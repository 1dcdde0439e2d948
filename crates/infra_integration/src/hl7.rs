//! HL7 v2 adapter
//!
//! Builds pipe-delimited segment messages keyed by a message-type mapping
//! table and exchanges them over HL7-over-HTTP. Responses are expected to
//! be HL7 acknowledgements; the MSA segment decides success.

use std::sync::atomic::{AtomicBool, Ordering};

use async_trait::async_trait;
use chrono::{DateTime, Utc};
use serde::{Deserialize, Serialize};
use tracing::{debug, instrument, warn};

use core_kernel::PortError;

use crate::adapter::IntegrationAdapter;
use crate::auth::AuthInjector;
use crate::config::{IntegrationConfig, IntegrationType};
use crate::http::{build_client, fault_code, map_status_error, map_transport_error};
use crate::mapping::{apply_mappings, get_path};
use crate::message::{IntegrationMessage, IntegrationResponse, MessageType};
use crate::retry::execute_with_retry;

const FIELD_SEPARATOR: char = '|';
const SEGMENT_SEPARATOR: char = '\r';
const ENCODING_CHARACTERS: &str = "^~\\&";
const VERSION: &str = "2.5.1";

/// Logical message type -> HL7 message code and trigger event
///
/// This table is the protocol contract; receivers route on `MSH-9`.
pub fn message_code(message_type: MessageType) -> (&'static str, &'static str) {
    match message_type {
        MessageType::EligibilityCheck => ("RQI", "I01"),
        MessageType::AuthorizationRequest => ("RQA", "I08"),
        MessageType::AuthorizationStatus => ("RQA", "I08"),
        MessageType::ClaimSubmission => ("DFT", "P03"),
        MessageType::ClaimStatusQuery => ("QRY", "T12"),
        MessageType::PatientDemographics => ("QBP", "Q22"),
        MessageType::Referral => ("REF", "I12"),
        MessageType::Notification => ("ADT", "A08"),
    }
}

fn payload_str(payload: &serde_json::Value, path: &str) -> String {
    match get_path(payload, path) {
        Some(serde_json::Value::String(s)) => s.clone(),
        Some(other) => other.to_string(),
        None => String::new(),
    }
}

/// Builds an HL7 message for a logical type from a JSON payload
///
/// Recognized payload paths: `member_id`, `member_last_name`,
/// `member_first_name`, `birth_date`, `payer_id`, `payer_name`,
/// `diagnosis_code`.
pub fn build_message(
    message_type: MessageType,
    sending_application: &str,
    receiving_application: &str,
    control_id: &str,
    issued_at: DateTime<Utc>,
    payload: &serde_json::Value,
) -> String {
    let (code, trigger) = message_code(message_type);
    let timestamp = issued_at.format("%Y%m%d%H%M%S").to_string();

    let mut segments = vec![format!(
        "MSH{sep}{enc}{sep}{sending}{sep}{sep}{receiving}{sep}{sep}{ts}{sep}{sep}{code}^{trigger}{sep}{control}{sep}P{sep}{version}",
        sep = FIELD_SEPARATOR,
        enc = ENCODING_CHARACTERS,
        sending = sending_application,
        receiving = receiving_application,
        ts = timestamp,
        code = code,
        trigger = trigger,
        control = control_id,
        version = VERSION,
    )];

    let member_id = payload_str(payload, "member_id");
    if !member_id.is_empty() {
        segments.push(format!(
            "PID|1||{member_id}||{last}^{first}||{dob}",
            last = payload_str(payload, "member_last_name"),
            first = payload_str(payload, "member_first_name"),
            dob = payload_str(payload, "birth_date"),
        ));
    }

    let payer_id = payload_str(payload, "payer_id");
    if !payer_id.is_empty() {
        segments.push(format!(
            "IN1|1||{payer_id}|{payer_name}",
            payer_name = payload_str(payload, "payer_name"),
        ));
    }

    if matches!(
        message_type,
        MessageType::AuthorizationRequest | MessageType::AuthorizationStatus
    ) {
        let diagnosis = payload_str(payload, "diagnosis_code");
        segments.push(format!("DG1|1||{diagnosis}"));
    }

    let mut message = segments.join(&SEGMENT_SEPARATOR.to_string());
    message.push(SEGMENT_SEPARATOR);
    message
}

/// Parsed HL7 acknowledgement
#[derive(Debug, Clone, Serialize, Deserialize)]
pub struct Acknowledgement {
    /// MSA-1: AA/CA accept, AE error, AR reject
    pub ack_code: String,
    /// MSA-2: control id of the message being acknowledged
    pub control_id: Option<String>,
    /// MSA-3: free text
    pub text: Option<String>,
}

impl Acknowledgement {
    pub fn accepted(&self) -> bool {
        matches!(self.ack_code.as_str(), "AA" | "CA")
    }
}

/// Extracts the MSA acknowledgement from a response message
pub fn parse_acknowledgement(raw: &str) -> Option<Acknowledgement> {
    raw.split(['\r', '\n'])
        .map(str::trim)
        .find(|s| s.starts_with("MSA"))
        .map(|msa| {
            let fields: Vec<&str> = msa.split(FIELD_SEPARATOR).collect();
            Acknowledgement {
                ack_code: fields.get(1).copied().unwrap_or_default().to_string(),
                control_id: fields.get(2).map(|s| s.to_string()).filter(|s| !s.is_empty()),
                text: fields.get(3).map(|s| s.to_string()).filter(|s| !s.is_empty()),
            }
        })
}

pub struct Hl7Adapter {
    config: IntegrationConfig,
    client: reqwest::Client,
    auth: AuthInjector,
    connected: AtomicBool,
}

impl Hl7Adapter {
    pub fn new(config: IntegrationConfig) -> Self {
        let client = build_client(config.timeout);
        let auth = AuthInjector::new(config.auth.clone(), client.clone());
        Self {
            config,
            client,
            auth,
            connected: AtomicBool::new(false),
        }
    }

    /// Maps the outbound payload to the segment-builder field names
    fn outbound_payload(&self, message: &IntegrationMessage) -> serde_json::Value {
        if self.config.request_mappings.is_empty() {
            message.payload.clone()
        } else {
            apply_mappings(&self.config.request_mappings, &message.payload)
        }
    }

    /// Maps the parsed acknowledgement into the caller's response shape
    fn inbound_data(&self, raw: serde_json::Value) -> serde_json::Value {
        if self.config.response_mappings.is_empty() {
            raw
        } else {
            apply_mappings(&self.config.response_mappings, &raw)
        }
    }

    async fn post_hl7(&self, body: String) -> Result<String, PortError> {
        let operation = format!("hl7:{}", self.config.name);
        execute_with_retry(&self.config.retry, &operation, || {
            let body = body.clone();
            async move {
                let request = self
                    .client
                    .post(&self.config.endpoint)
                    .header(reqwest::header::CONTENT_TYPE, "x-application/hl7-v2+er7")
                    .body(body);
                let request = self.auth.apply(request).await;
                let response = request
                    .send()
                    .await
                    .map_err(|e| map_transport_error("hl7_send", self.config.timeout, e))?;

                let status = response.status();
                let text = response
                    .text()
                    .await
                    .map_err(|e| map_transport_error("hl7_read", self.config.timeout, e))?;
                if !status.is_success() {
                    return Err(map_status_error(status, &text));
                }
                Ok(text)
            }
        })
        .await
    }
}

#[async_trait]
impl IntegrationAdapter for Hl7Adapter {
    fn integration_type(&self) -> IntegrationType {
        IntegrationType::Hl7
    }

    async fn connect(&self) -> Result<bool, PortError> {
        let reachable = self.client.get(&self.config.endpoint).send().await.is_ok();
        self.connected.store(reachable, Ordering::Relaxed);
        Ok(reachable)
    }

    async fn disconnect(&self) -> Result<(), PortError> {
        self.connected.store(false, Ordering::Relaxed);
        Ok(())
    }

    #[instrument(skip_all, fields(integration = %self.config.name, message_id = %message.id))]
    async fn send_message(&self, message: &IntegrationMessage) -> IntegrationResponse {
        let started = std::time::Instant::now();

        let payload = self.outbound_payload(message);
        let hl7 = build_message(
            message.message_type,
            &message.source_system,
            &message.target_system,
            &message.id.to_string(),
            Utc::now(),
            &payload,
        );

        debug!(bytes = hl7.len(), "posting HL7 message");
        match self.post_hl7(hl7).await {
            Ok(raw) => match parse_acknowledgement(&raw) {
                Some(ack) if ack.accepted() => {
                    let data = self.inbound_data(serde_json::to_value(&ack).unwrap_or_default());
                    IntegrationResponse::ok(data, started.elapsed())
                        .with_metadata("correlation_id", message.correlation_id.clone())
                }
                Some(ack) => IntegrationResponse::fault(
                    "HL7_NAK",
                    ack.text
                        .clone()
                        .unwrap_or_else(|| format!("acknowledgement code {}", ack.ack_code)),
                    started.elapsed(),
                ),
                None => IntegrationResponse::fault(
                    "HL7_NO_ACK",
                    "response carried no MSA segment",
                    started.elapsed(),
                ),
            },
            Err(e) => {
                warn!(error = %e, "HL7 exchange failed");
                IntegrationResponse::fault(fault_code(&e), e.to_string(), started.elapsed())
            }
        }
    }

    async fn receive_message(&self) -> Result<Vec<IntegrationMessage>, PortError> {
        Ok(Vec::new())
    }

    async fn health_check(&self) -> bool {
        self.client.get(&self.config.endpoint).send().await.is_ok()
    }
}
---
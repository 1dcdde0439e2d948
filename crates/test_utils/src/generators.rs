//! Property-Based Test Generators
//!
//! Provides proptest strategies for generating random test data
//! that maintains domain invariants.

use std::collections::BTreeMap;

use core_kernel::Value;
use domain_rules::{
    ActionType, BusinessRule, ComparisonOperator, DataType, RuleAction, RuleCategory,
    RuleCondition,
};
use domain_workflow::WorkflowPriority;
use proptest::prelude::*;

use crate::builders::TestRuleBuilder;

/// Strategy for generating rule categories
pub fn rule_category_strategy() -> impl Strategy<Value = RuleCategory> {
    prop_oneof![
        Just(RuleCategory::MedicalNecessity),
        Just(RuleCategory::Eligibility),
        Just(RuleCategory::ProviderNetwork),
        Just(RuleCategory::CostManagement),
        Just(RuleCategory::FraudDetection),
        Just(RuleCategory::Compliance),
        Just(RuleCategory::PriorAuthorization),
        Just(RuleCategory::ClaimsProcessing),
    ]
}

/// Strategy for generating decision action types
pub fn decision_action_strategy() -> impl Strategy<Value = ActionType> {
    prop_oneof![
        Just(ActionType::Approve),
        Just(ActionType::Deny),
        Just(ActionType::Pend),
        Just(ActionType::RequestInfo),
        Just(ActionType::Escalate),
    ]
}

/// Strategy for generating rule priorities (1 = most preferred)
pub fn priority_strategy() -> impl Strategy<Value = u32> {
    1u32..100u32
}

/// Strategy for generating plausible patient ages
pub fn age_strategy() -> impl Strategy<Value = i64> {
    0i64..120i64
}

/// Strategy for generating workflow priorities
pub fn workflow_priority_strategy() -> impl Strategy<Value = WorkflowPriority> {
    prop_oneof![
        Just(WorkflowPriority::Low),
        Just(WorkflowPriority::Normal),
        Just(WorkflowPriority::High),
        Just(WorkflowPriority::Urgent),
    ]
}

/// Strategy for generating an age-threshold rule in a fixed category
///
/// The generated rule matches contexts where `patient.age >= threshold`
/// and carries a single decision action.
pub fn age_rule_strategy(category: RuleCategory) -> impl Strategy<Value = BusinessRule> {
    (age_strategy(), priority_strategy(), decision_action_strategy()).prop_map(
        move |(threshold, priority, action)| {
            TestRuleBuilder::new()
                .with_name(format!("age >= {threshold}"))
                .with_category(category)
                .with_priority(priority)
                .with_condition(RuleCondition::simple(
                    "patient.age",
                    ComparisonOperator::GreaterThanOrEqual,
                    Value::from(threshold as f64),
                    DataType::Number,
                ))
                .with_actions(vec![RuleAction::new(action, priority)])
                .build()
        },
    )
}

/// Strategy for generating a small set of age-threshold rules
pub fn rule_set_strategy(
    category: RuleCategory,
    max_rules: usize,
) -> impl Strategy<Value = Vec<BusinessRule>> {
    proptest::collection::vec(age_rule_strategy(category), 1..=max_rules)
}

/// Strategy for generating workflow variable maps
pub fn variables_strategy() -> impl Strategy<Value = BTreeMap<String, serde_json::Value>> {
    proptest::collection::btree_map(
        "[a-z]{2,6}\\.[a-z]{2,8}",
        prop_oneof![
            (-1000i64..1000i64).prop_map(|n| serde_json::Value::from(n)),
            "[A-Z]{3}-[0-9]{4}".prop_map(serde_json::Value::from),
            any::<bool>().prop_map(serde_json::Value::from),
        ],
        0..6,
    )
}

#### [Try it]
Where in the records does the word "endpoint" appear? Copy each line that holds it.

#### [Written answer]
                    .post(&self.config.endpoint)
        let reachable = self.client.get(&self.config.endpoint).send().await.is_ok();
        self.client.get(&self.config.endpoint).send().await.is_ok()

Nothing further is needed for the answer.